- **Saved data entries**

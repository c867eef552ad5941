//! Turns a [`ChangeSet`](crate::diff::ChangeSet) into per-column update
//! operations and renders or evaluates them.

pub mod apply;
pub mod compiler;
pub mod dialect;
pub mod resolver;

pub use apply::{apply_op, apply_patches};
pub use compiler::PatchCompiler;
pub use dialect::{PatchDialect, PostgresDialect, SqlFragment, path_literal};
pub use resolver::{ColumnTypeResolver, SchemaSource};

use serde_json::Value as JsonValue;

use crate::core::{DocumentSubtype, Value};
use crate::diff::DocumentPath;

/// One column's update.
#[derive(Debug, Clone, PartialEq)]
pub struct ColumnPatch {
    pub column: String,
    pub op: PatchOp,
}

impl ColumnPatch {
    pub fn new(column: impl Into<String>, op: PatchOp) -> Self {
        Self {
            column: column.into(),
            op,
        }
    }
}

#[derive(Debug, Clone, PartialEq)]
pub enum PatchOp {
    /// Overwrite the column.
    Assign(Value),
    /// Set the column to NULL.
    Clear,
    /// `COALESCE(column, '{}') || document`: top-level keys of `document` win.
    Merge {
        subtype: DocumentSubtype,
        document: JsonValue,
    },
    /// `COALESCE(column, '{}')` with every step applied in order.
    SetPaths {
        subtype: DocumentSubtype,
        steps: Vec<SetPathStep>,
    },
}

impl PatchOp {
    pub fn subtype(&self) -> Option<DocumentSubtype> {
        match self {
            Self::Merge { subtype, .. } | Self::SetPaths { subtype, .. } => Some(*subtype),
            Self::Assign(_) | Self::Clear => None,
        }
    }
}

/// Set the leaf at `path` to `value`, keeping its siblings.
#[derive(Debug, Clone, PartialEq)]
pub struct SetPathStep {
    pub path: DocumentPath,
    pub value: JsonValue,
}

- **TASK DESCRIPTION**
Only this range is to be output: the line that contains "top-level keys of" through the last line of the records above, both inclusive.

- **ANSWER TO THE PROBLEM**
    /// `COALESCE(column, '{}') || document`: top-level keys of `document` win.
    Merge {
        subtype: DocumentSubtype,
        document: JsonValue,
    },
    /// `COALESCE(column, '{}')` with every step applied in order.
    SetPaths {
        subtype: DocumentSubtype,
        steps: Vec<SetPathStep>,
    },
}

impl PatchOp {
    pub fn subtype(&self) -> Option<DocumentSubtype> {
        match self {
            Self::Merge { subtype, .. } | Self::SetPaths { subtype, .. } => Some(*subtype),
            Self::Assign(_) | Self::Clear => None,
        }
    }
}

/// Set the leaf at `path` to `value`, keeping its siblings.
#[derive(Debug, Clone, PartialEq)]
pub struct SetPathStep {
    pub path: DocumentPath,
    pub value: JsonValue,
}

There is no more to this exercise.